Dans le sprint final de la campagne, l’état-major trumpiste a voulu envoyer un signe aux amis des bêtes, tout en restant fidèle à sa ligne politique. Pour cela, il a misé sur un écureuil. Impossible de mesurer l'efficacité de la technique, la victoire du républicain ayant été large. Mais une chose est certaine, cette mise en avant n'a pas porté tort au candidat.
Un petit écureuil si mignon…
Tout commence en 2017, le jeune Mark Longo, résident de l’État de New York sauve un bébé écureuil, orphelin de sa mère, renversée par une automobile. Pendant des mois, il fait office de parent de substitution, lui donne le biberon, lui sauve la vie. Adopter un écureuil est interdit dans l’État. Respectueux des lois, il le relâche au bout de quelques mois. Mais l’animal baptisé Peanut s’est attaché à Mark, à sa maison, à son jardin. Il revient, se montre aimant et attachant. De quoi faire fondre le cœur de son sauveur et de sa conjointe.
Adopté, il ne tarde pas à devenir une star d’Instagram où son compte recense plus de 500 000 abonnés. Hélas, Peanut est susceptible d’accueillir le bacille de la rage. Le 1er novembre, les autorités sanitaires sonnent à la porte de Mark Longo, se saisissent de l’écureuil pour l’euthanasier. Dans la foulée, le trentenaire a annoncé des sanglots dans la voix et les yeux pleins de larmes, la mort de celui qui "nous a apporté tant de joie, à nous et au monde". Inconsolable, il a ensuite écrit dans un autre post : "Je suis en état de choc, incrédule et dégoûté par les personnes qui ont fait cela à Peanut (…) La police est venue chez moi et a perquisitionné ma maison sans mandat de perquisition pour trouver un écureuil ! (…) J’ai été traité comme si j’étais un trafiquant et qu’ils cherchaient de la drogue et des armes".
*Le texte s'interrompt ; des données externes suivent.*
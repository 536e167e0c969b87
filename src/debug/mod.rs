//! Debug module: feature gated periodic session summary.
//! Built only when compiled with `--features debug`; a no-op plugin otherwise.

#[cfg(feature = "debug")]
mod logging;
#[cfg(feature = "debug")]
mod stats;

#[cfg(feature = "debug")]
pub use stats::{DebugState, DebugStats};

use bevy::prelude::*;

pub struct DebugPlugin;

#[cfg(feature = "debug")]
impl Plugin for DebugPlugin {
    fn build(&self, app: &mut App) {
        use crate::core::system::system_order::PresentationSet;
        use logging::debug_logging_system;
        use stats::debug_stats_collect_system;

        app.init_resource::<DebugState>()
            .init_resource::<DebugStats>()
            .add_systems(
                Update,
                (debug_stats_collect_system, debug_logging_system)
                    .chain()
                    .in_set(PresentationSet),
            );
    }
}

#[cfg(not(feature = "debug"))]
impl Plugin for DebugPlugin {
    fn build(&self, _app: &mut App) {}
}
pub mod groups;
pub mod rapier_physics;

pub use rapier_physics::{set_simulation_active, PhysicsSetupPlugin};
use bevy::prelude::*;
use bevy_rapier2d::prelude::*;

use super::groups;
use crate::core::components::{ArenaBound, Surface};
use crate::core::config::GameConfig;

const LOG_TARGET: &str = "physics";
const BOUND_THICKNESS: f32 = 40.0;

pub struct PhysicsSetupPlugin; // our wrapper to configure Rapier & arena

impl Plugin for PhysicsSetupPlugin {
    fn build(&self, app: &mut App) {
        let pixels_per_meter = app
            .world()
            .get_resource::<GameConfig>()
            .map(|c| c.world.pixels_per_meter)
            .unwrap_or(100.0);
        app.add_plugins(RapierPhysicsPlugin::<NoUserData>::pixels_per_meter(pixels_per_meter))
            .add_systems(Startup, spawn_arena_bounds)
            .add_systems(Update, sync_gravity);

        #[cfg(feature = "debug")]
        if app
            .world()
            .get_resource::<GameConfig>()
            .is_some_and(|c| c.rapier_debug)
        {
            app.add_plugins(RapierDebugRenderPlugin::default());
        }
    }
}

/// Keep Rapier's gravity in line with the config. The context entity holding
/// `RapierConfiguration` appears after plugin startup, so this is re-checked every frame.
fn sync_gravity(mut q_cfg: Query<&mut RapierConfiguration>, cfg: Res<GameConfig>) {
    let gravity = Vect::new(0.0, -cfg.world.gravity);
    for mut rapier_cfg in &mut q_cfg {
        if rapier_cfg.gravity != gravity {
            rapier_cfg.gravity = gravity;
            info!(target: LOG_TARGET, "gravity -> ({:.0}, {:.0})", gravity.x, gravity.y);
        }
    }
}

/// Freeze or resume every body by toggling the Rapier pipeline.
pub fn set_simulation_active(q_cfg: &mut Query<&mut RapierConfiguration>, active: bool) {
    let mut found = false;
    for mut rapier_cfg in q_cfg.iter_mut() {
        found = true;
        if rapier_cfg.physics_pipeline_active != active {
            rapier_cfg.physics_pipeline_active = active;
        }
    }
    if found {
        info!(target: LOG_TARGET, "physics {}", if active { "resumed" } else { "paused" });
    } else {
        warn!(target: LOG_TARGET, "no RapierConfiguration found; cannot set pipeline active={active}");
    }
}

/// Walls just outside the visible arena, world space.
pub fn arena_walls(width: f32, height: f32) -> [(Vec2, Vec2); 4] {
    let t = BOUND_THICKNESS;
    let (hw, hh) = (width * 0.5, height * 0.5);
    [
        (Vec2::new(0.0, -hh - t * 0.5), Vec2::new(hw + t, t * 0.5)),
        (Vec2::new(0.0, hh + t * 0.5), Vec2::new(hw + t, t * 0.5)),
        (Vec2::new(-hw - t * 0.5, 0.0), Vec2::new(t * 0.5, hh + t)),
        (Vec2::new(hw + t * 0.5, 0.0), Vec2::new(t * 0.5, hh + t)),
    ]
}

fn spawn_arena_bounds(mut commands: Commands, cfg: Res<GameConfig>) {
    for (center, half) in arena_walls(cfg.window.width, cfg.window.height) {
        commands.spawn((
            ArenaBound,
            Surface(half),
            RigidBody::Fixed,
            Collider::cuboid(half.x, half.y),
            groups::arena(),
            Transform::from_translation(center.extend(0.0)),
        ));
    }
}
use std::io::Write;

use star_catcher::core::config::GameConfig;

#[test]
fn shipped_config_matches_defaults() {
    let path = concat!(env!("CARGO_MANIFEST_DIR"), "/assets/config/game.ron");
    let cfg = GameConfig::load_from_file(path).expect("shipped config parses");
    assert_eq!(cfg, GameConfig::default());
    assert!(cfg.validate().is_empty(), "{:?}", cfg.validate());
}

#[test]
fn local_layer_overrides_only_its_keys() {
    let base = r#"(
        window: (width: 800.0, height: 600.0, title: "Base"),
        player: (run_speed: 160.0, jump_speed: 430.0),
        seed: Some(1),
    )"#;
    let local = r"(
        player: (run_speed: 200.0),
        window: (autoClose: 2.5),
    )";
    let mut f1 = tempfile::NamedTempFile::new().unwrap();
    let mut f2 = tempfile::NamedTempFile::new().unwrap();
    f1.write_all(base.as_bytes()).unwrap();
    f2.write_all(local.as_bytes()).unwrap();

    let (cfg, used, errors) = GameConfig::load_layered([f1.path(), f2.path()]);
    assert!(errors.is_empty(), "unexpected errors: {errors:?}");
    assert_eq!(used.len(), 2);
    assert_eq!(cfg.player.run_speed, 200.0);
    assert_eq!(cfg.player.jump_speed, 430.0);
    assert_eq!(cfg.window.title, "Base");
    assert_eq!(cfg.window.auto_close, 2.5);
    assert_eq!(cfg.seed, Some(1));
}

#[test]
fn missing_layer_is_reported_not_fatal() {
    let mut f1 = tempfile::NamedTempFile::new().unwrap();
    f1.write_all(b"(stars: (count: 6))").unwrap();
    let dir = tempfile::tempdir().unwrap();
    let missing = dir.path().join("game.local.ron");

    let (cfg, used, errors) = GameConfig::load_layered([f1.path(), missing.as_path()]);
    assert_eq!(used.len(), 1);
    assert_eq!(errors.len(), 1);
    assert_eq!(cfg.stars.count, 6);
    assert_eq!(cfg.star_slots().len(), 6);
}

#[test]
fn broken_layer_keeps_earlier_values() {
    let mut f1 = tempfile::NamedTempFile::new().unwrap();
    let mut f2 = tempfile::NamedTempFile::new().unwrap();
    f1.write_all(b"(world: (gravity: 500.0))").unwrap();
    f2.write_all(b"(world: (gravity: ").unwrap();
    let (cfg, used, errors) = GameConfig::load_layered([f1.path(), f2.path()]);
    assert_eq!(used.len(), 1);
    assert_eq!(errors.len(), 1);
    assert_eq!(cfg.world.gravity, 500.0);
}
Euthanasié par les bureaucrates démocrates !
Les républicains n’ont pas tardé à flairer la bonne affaire politique. Leur credo est le suivant : un État démocrate géré par les républicains est bureaucrate, intrusif, n’a aucun respect pour la liberté individuelle et préfère mobiliser ses ressources pour persécuter un écureuil plutôt que pour lutter contre la criminalité et l’immigration.
Evidemment, sur son réseau social X, Elon Musk n’a pas tardé à faire circuler ses éléments de langage. L’homme le plus riche du monde, qui ne fait pas mystère de son trumpisme, a réagi : "Le gouvernement ne devrait pas avoir le droit de débarquer dans votre maison et de tuer votre animal, c’est dégueulasse. Même s’il est illégal d’avoir un écureuil comme animal de compagnie (ce qui ne devrait pas être le cas), pourquoi avoir tué Peanut au lieu de l’avoir simplement libéré dans une forêt ?"
Donald junior Trump, fils de, a lui aussi tenté de donner de l’écho à l’affaire en critiquant vertement les démocrates : "Il est temps de se débarrasser d’un gouvernement tuant un écureuil mais qui autorise volontiers 600 000 criminels dont 13 000 meurtriers et 16 000 violeurs à entrer dans notre pays". Qu’importe que les chiffres soient non sourcés et que la mort du lagomorphe ait été décidée par un gouvernement régional…
Point important, mais la très institutionnelle commission judiciaire républicaine de la Chambre des représentants a dans une communication officielle demandé "justice pour Peanut". À voir si l’affaire est rentable électoralement dans un scrutin plus serré que jamais.